Our goal will be to turn about 100GB of CSV files into a single connected graph.

Step 1: Create a Graph

Data model

Vertices: Los Alamos uses a free-form, anonymized string called a "device" as a host identifier (analogous to an IP address). We'll use these as vertices in our graph:

[conn.drop_frame(_) for _ in ['Netflow','Events','Devices']]

[True, True, True]

devices = conn.create_vertex_frame(
            name='Devices',
            schema=[['device', xgt.TEXT]],
            key='device')
devices

<xgt.graph.VertexFrame at 0x1042a7110>

Edges: The LANL dataset contains two types of data: netflow and host events. Of the host events recorded, some describe events within a device (e.g., reboots), and some describe events between devices (e.g., login attempts). We'll only be loading the netflow data and in-device events.
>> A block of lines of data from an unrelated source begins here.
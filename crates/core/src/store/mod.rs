//! Durable persistence of the registry snapshot.
//!
//! The store holds one logical record: an ordered sequence of encoded
//! artifact descriptors. `save` replaces the whole record; merge semantics
//! live in the registry.

use std::sync::Mutex;

use async_trait::async_trait;
use thiserror::Error;

mod sqlite;

pub use sqlite::SqliteArtifactStore;

/// Key under which the registry snapshot is stored.
pub const REGISTRY_KEY: &str = "storage";

#[derive(Debug, Error)]
#[error("artifact store {operation} failed: {cause:#}")]
pub struct StorageError {
    pub operation: &'static str,
    pub cause: anyhow::Error,
}

impl StorageError {
    pub fn new(operation: &'static str, cause: impl Into<anyhow::Error>) -> Self {
        Self {
            operation,
            cause: cause.into(),
        }
    }
}

#[async_trait]
pub trait ArtifactStore: Send + Sync {
    /// Entries of the last saved snapshot; empty when nothing was ever saved.
    async fn load(&self) -> Result<Vec<String>, StorageError>;

    /// Replace the stored snapshot with `entries`.
    async fn save(&self, entries: &[String]) -> Result<(), StorageError>;

    /// Reset the stored snapshot to empty.
    async fn clear(&self) -> Result<(), StorageError>;

    /// Human-readable location, for logs.
    fn location(&self) -> String;
}

/// Process-local store. Used when the database cannot be opened, and in tests.
#[derive(Debug, Default)]
pub struct MemoryArtifactStore {
    entries: Mutex<Option<Vec<String>>>,
}

impl MemoryArtifactStore {
    pub fn new() -> Self {
        Self::default()
    }

    pub fn with_entries<I, S>(entries: I) -> Self
    where
        I: IntoIterator<Item = S>,
        S: Into<String>,
    {
        Self {
            entries: Mutex::new(Some(entries.into_iter().map(Into::into).collect())),
        }
    }

    fn lock(&self) -> std::sync::MutexGuard<'_, Option<Vec<String>>> {
        self.entries
            .lock()
            .unwrap_or_else(|poisoned| poisoned.into_inner())
    }
}

#[async_trait]
impl ArtifactStore for MemoryArtifactStore {
    async fn load(&self) -> Result<Vec<String>, StorageError> {
        Ok(self.lock().clone().unwrap_or_default())
    }

    async fn save(&self, entries: &[String]) -> Result<(), StorageError> {
        *self.lock() = Some(entries.to_vec());
        Ok(())
    }

    async fn clear(&self) -> Result<(), StorageError> {
        *self.lock() = Some(Vec::new());
        Ok(())
    }

    fn location(&self) -> String {
        "memory".to_string()
    }
}

#[cfg(test)]
mod tests {
    use super::*;

    #[tokio::test]
    async fn memory_store_load_before_save_is_empty() {
        let store = MemoryArtifactStore::new();
        assert!(store.load().await.unwrap().is_empty());
    }

    #[tokio::test]
    async fn memory_store_save_replaces_snapshot() {
        let store = MemoryArtifactStore::with_entries(["a%17/audio/a/audio.mp3"]);
        store
            .save(&["b%17/audio/b/audio.mp3".to_string()])
            .await
            .unwrap();
        assert_eq!(store.load().await.unwrap(), vec!["b%17/audio/b/audio.mp3"]);

        store.clear().await.unwrap();
        assert!(store.load().await.unwrap().is_empty());
    }
}
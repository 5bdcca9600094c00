use std::collections::VecDeque;

use serde::{Deserialize, Serialize};
use tokio::sync::mpsc;
use tracing::{debug, info, warn};

use crate::artifact::ArtifactDescriptor;
use crate::message::OutboundMessage;
use crate::registry::SharedRegistry;
use crate::verify::{Availability, AvailabilityVerifier};

/// What to do with the registry when a replayed artifact cannot be served.
#[derive(Debug, Clone, Copy, Default, PartialEq, Eq, Serialize, Deserialize)]
#[serde(rename_all = "snake_case")]
pub enum UnreachablePolicy {
    /// Wipe the registry and the persisted snapshot.
    #[default]
    ResetRegistry,
    /// Remove only the unreachable entries and persist the rest.
    DropEntry,
}

#[derive(Debug, Clone, Default, PartialEq, Eq)]
pub struct ReplayReport {
    pub delivered: Vec<ArtifactDescriptor>,
    pub dropped: Vec<ArtifactDescriptor>,
    /// Entries never verified because the connection went away.
    pub abandoned: usize,
    pub registry_reset: bool,
}

/// Per-connection FIFO of artifacts awaiting verification and replay.
#[derive(Debug, Default)]
pub struct ReplayQueue {
    entries: VecDeque<ArtifactDescriptor>,
}

impl ReplayQueue {
    pub fn seed(descriptors: impl IntoIterator<Item = ArtifactDescriptor>) -> Self {
        Self {
            entries: descriptors.into_iter().collect(),
        }
    }

    pub fn len(&self) -> usize {
        self.entries.len()
    }

    pub fn is_empty(&self) -> bool {
        self.entries.is_empty()
    }

    /// Verify entries in order, pushing reachable ones to `outbound`. Any
    /// unreachable entry triggers `policy` once the queue is drained.
    pub async fn drain(
        mut self,
        verifier: &dyn AvailabilityVerifier,
        registry: &SharedRegistry,
        policy: UnreachablePolicy,
        outbound: &mpsc::Sender<OutboundMessage>,
    ) -> ReplayReport {
        let mut report = ReplayReport::default();

        while let Some(descriptor) = self.entries.pop_front() {
            match verifier.verify(&descriptor).await {
                Availability::Reachable => {
                    if outbound
                        .send(OutboundMessage::delivered(&descriptor))
                        .await
                        .is_err()
                    {
                        report.abandoned = self.entries.len() + 1;
                        debug!(
                            abandoned = report.abandoned,
                            "Connection closed during replay"
                        );
                        break;
                    }
                    report.delivered.push(descriptor);
                }
                Availability::Unreachable => {
                    info!(link = %descriptor.relative_link(), "Replayed artifact no longer exists");
                    report.dropped.push(descriptor);
                }
            }
        }

        if !report.dropped.is_empty() {
            report.registry_reset = apply_policy(registry, policy, &report.dropped).await;
        }

        report
    }
}

async fn apply_policy(
    registry: &SharedRegistry,
    policy: UnreachablePolicy,
    dropped: &[ArtifactDescriptor],
) -> bool {
    match policy {
        UnreachablePolicy::ResetRegistry => {
            if let Err(err) = registry.reset().await {
                warn!(error = %err, "Failed to clear persisted registry; continuing in memory");
            }
            true
        }
        UnreachablePolicy::DropEntry => {
            match registry
                .remove_and_persist(|descriptor| dropped.contains(descriptor))
                .await
            {
                Ok(removed) => debug!(removed = removed.len(), "Dropped unreachable artifacts"),
                Err(err) => {
                    warn!(error = %err, "Failed to persist pruned registry; continuing in memory")
                }
            }
            false
        }
    }
}
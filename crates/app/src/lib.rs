use std::path::{Path, PathBuf};

use anyhow::{Context, Result};
use clap::{ArgAction, Parser};
use tokio_util::sync::CancellationToken;
use tracing::{info, warn};
use tracing_subscriber::prelude::*;

use audiovault_core::config::{config_path, data_dir, initialize_data_dir, AppConfig};
use audiovault_core::logging::{self, FileSinkPlan, LoggingInitOptions, DEFAULT_LOG_FILTER};
use audiovault_core::server::{app_router, app_state_with_config, probe_base_url, serve};

#[derive(Parser, Debug)]
#[command(
    name = "audiovault",
    about = "Convert remote media to MP3 and keep a replayable library"
)]
struct Cli {
    #[arg(
        short = 'v',
        long = "verbose",
        action = ArgAction::Count,
        help = "Increase log verbosity (-v: debug, -vv: trace)"
    )]
    verbose: u8,

    #[arg(
        long = "log-filter",
        value_name = "FILTER",
        help = "Explicit tracing filter (overrides RUST_LOG and -v)"
    )]
    log_filter: Option<String>,

    #[arg(short, long)]
    port: Option<u16>,

    #[arg(long)]
    host: Option<String>,

    #[arg(long)]
    data_dir: Option<PathBuf>,
}

pub async fn run_from_env() -> Result<()> {
    let cli = Cli::parse();
    let resolved_data_dir = data_dir(cli.data_dir.as_deref());

    init_logging(
        Some(resolved_data_dir.as_path()),
        cli.verbose,
        cli.log_filter.as_deref(),
    );
    log_startup_metadata(&resolved_data_dir);
    audiovault_core::runtime::log_tool_status();

    run_server(cli.port, cli.host, resolved_data_dir).await
}

fn init_logging(data_dir: Option<&Path>, verbose: u8, cli_log_filter: Option<&str>) {
    let init_options = LoggingInitOptions {
        data_dir: data_dir.map(Path::to_path_buf),
        verbose,
        cli_log_filter: cli_log_filter.map(ToString::to_string),
        rust_log_env: std::env::var("RUST_LOG").ok(),
        ..Default::default()
    };
    let init_plan = logging::compose_logging_init_plan(&init_options);
    let console_filter = init_plan.filters.console_filter;
    let file_filter = init_plan.filters.file_filter;

    match init_plan.file_sink {
        FileSinkPlan::Ready(ready) => {
            let console_env_filter = parse_env_filter_with_fallback(&console_filter, "console");
            let file_env_filter = parse_env_filter_with_fallback(&file_filter, "file");

            let subscriber = tracing_subscriber::registry()
                .with(
                    tracing_subscriber::fmt::layer()
                        .with_writer(std::io::stderr)
                        .with_filter(console_env_filter),
                )
                .with(
                    tracing_subscriber::fmt::layer()
                        .with_ansi(false)
                        .with_writer(ready.appender)
                        .with_filter(file_env_filter),
                );

            if let Err(error) = tracing::subscriber::set_global_default(subscriber) {
                eprintln!(
                    "Failed to initialize tracing subscriber: {error}. Continuing without structured tracing."
                );
            }
        }
        FileSinkPlan::Fallback(fallback) => {
            let attempted_log_dir = fallback
                .attempted_log_dir
                .as_ref()
                .map(|path| path.display().to_string())
                .unwrap_or_else(|| "<none>".to_string());
            let reason = fallback.reason;

            let console_env_filter = parse_env_filter_with_fallback(&console_filter, "console");
            let subscriber = tracing_subscriber::registry().with(
                tracing_subscriber::fmt::layer()
                    .with_writer(std::io::stderr)
                    .with_filter(console_env_filter),
            );

            if let Err(error) = tracing::subscriber::set_global_default(subscriber) {
                eprintln!(
                    "Failed to initialize tracing subscriber: {error}. Continuing without structured tracing."
                );
                return;
            }

            warn!(
                attempted_log_dir = %attempted_log_dir,
                reason = %reason,
                "Persistent file logging unavailable; continuing with console-only logging"
            );
        }
    }
}

fn parse_env_filter_with_fallback(filter: &str, sink_name: &str) -> tracing_subscriber::EnvFilter {
    tracing_subscriber::EnvFilter::try_new(filter).unwrap_or_else(|error| {
        eprintln!(
            "Invalid {sink_name} log filter '{filter}': {error}. Falling back to '{DEFAULT_LOG_FILTER}'."
        );
        tracing_subscriber::EnvFilter::new(DEFAULT_LOG_FILTER)
    })
}

fn log_startup_metadata(data_dir: &Path) {
    info!(
        version = env!("CARGO_PKG_VERSION"),
        pid = std::process::id(),
        data_dir = %data_dir.display(),
        config_path = %config_path(data_dir).display(),
        "Runtime startup metadata"
    );
}

/// CLI flag, then `PORT`, then the config file.
fn resolve_port(port_override: Option<u16>, env_port: Option<&str>, configured: u16) -> u16 {
    port_override
        .or_else(|| env_port.and_then(|value| value.trim().parse().ok()))
        .unwrap_or(configured)
}

async fn run_server(
    port_override: Option<u16>,
    host_override: Option<String>,
    data_dir: PathBuf,
) -> Result<()> {
    if let Err(e) = initialize_data_dir(&data_dir) {
        warn!(error = %e, "Failed to initialize data directory");
    }
    let cfg_path = config_path(&data_dir);
    let config = match AppConfig::load_from_path(&cfg_path) {
        Ok(config) => config,
        Err(err) => {
            warn!(error = %format!("{err:#}"), "Failed to load config file, using defaults");
            AppConfig::default()
        }
    };

    let port = resolve_port(
        port_override,
        std::env::var("PORT").ok().as_deref(),
        config.server.port,
    );
    let host = host_override.unwrap_or_else(|| config.server.host.clone());

    let addr = format!("{host}:{port}");
    let listener = tokio::net::TcpListener::bind(&addr)
        .await
        .with_context(|| format!("failed to bind {addr}"))?;
    let bound = listener
        .local_addr()
        .context("failed to read bound address")?;

    let probe_base = probe_base_url(config.server.public_base_url.as_deref(), bound)?;
    let state = app_state_with_config(&config, &data_dir, probe_base)?;
    let app = app_router(state);

    let shutdown = CancellationToken::new();
    tokio::spawn(cancel_on_ctrl_c(shutdown.clone()));

    info!(addr = %bound, "Server listening");
    serve(listener, app, shutdown).await?;
    info!("Server stopped");
    Ok(())
}

async fn cancel_on_ctrl_c(shutdown: CancellationToken) {
    match tokio::signal::ctrl_c().await {
        Ok(()) => info!("Shutdown requested"),
        Err(err) => warn!(error = %err, "Failed to listen for shutdown signal"),
    }
    shutdown.cancel();
}
use std::time::Duration;

use anyhow::{Context, Result};
use async_trait::async_trait;
use tracing::{debug, warn};
use url::Url;

use crate::artifact::ArtifactDescriptor;

const PROBE_CONNECT_TIMEOUT: Duration = Duration::from_secs(5);
const PROBE_REQUEST_TIMEOUT: Duration = Duration::from_secs(15);

#[derive(Debug, Clone, Copy, PartialEq, Eq)]
pub enum Availability {
    Reachable,
    Unreachable,
}

#[async_trait]
pub trait AvailabilityVerifier: Send + Sync {
    async fn verify(&self, descriptor: &ArtifactDescriptor) -> Availability;
}

/// Probes an artifact through the same HTTP path a client would use. Sends
/// `HEAD` so the file body never crosses the wire.
#[derive(Debug, Clone)]
pub struct HttpProbeVerifier {
    client: reqwest::Client,
    base_url: Url,
}

impl HttpProbeVerifier {
    pub fn new(base_url: Url) -> Result<Self> {
        let client = reqwest::Client::builder()
            .connect_timeout(PROBE_CONNECT_TIMEOUT)
            .timeout(PROBE_REQUEST_TIMEOUT)
            .no_proxy()
            .build()
            .context("failed to build HTTP client for availability probes")?;
        Ok(Self { client, base_url })
    }

    pub fn base_url(&self) -> &Url {
        &self.base_url
    }

    fn probe_url(&self, descriptor: &ArtifactDescriptor) -> Result<Url> {
        self.base_url
            .join(descriptor.relative_link())
            .with_context(|| format!("invalid artifact link: {}", descriptor.relative_link()))
    }
}

#[async_trait]
impl AvailabilityVerifier for HttpProbeVerifier {
    async fn verify(&self, descriptor: &ArtifactDescriptor) -> Availability {
        let url = match self.probe_url(descriptor) {
            Ok(url) => url,
            Err(err) => {
                warn!(error = %format!("{err:#}"), "Artifact link cannot be probed");
                return Availability::Unreachable;
            }
        };

        match self.client.head(url.clone()).send().await {
            Ok(response) if response.status().is_success() => {
                debug!(%url, "Artifact reachable");
                Availability::Reachable
            }
            Ok(response) => {
                debug!(%url, status = response.status().as_u16(), "Artifact probe rejected");
                Availability::Unreachable
            }
            Err(err) => {
                warn!(%url, error = %err, "Artifact probe failed");
                Availability::Unreachable
            }
        }
    }
}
We call these events "one-sided", since we describe them as graph edges from one vertex to itself.

netflow = conn.create_edge_frame(
            name='Netflow',
            schema=[['epochtime', xgt.INT],
                    ['duration', xgt.INT],
                    ['srcDevice', xgt.TEXT],
                    ['dstDevice', xgt.TEXT],
                    ['protocol', xgt.INT],
                    ['srcPort', xgt.INT],
                    ['dstPort', xgt.INT],
                    ['srcPackets', xgt.INT],
                    ['dstPackets', xgt.INT],
                    ['srcBytes', xgt.INT],
                    ['dstBytes', xgt.INT]],
            source=devices,
            target=devices,
            source_key='srcDevice',
            target_key='dstDevice')
netflow

<xgt.graph.EdgeFrame at 0x10427c4d0>

events = conn.create_edge_frame(
           name='Events',
           schema=[['epochtime', xgt.INT],
                   ['eventID', xgt.INT],
                   ['logHost', xgt.TEXT],
                   ['userName', xgt.TEXT],
                   ['domainName', xgt.TEXT],
                   ['logonID', xgt.INT],
                   ['processName', xgt.TEXT],
                   ['processID', xgt.INT],
                   ['parentProcessName', xgt.TEXT],
                   ['parentProcessID', xgt.INT]],
           source=devices,
           target=devices,
           source_key='logHost',
           target_key='logHost')
events

<xgt.graph.EdgeFrame at 0x104301ed0>

Step 2: Load the data

With all the data types described, we can actually add data fitting those descriptions directly from data files. We load these directly into the edge or vertex structures they correspond to.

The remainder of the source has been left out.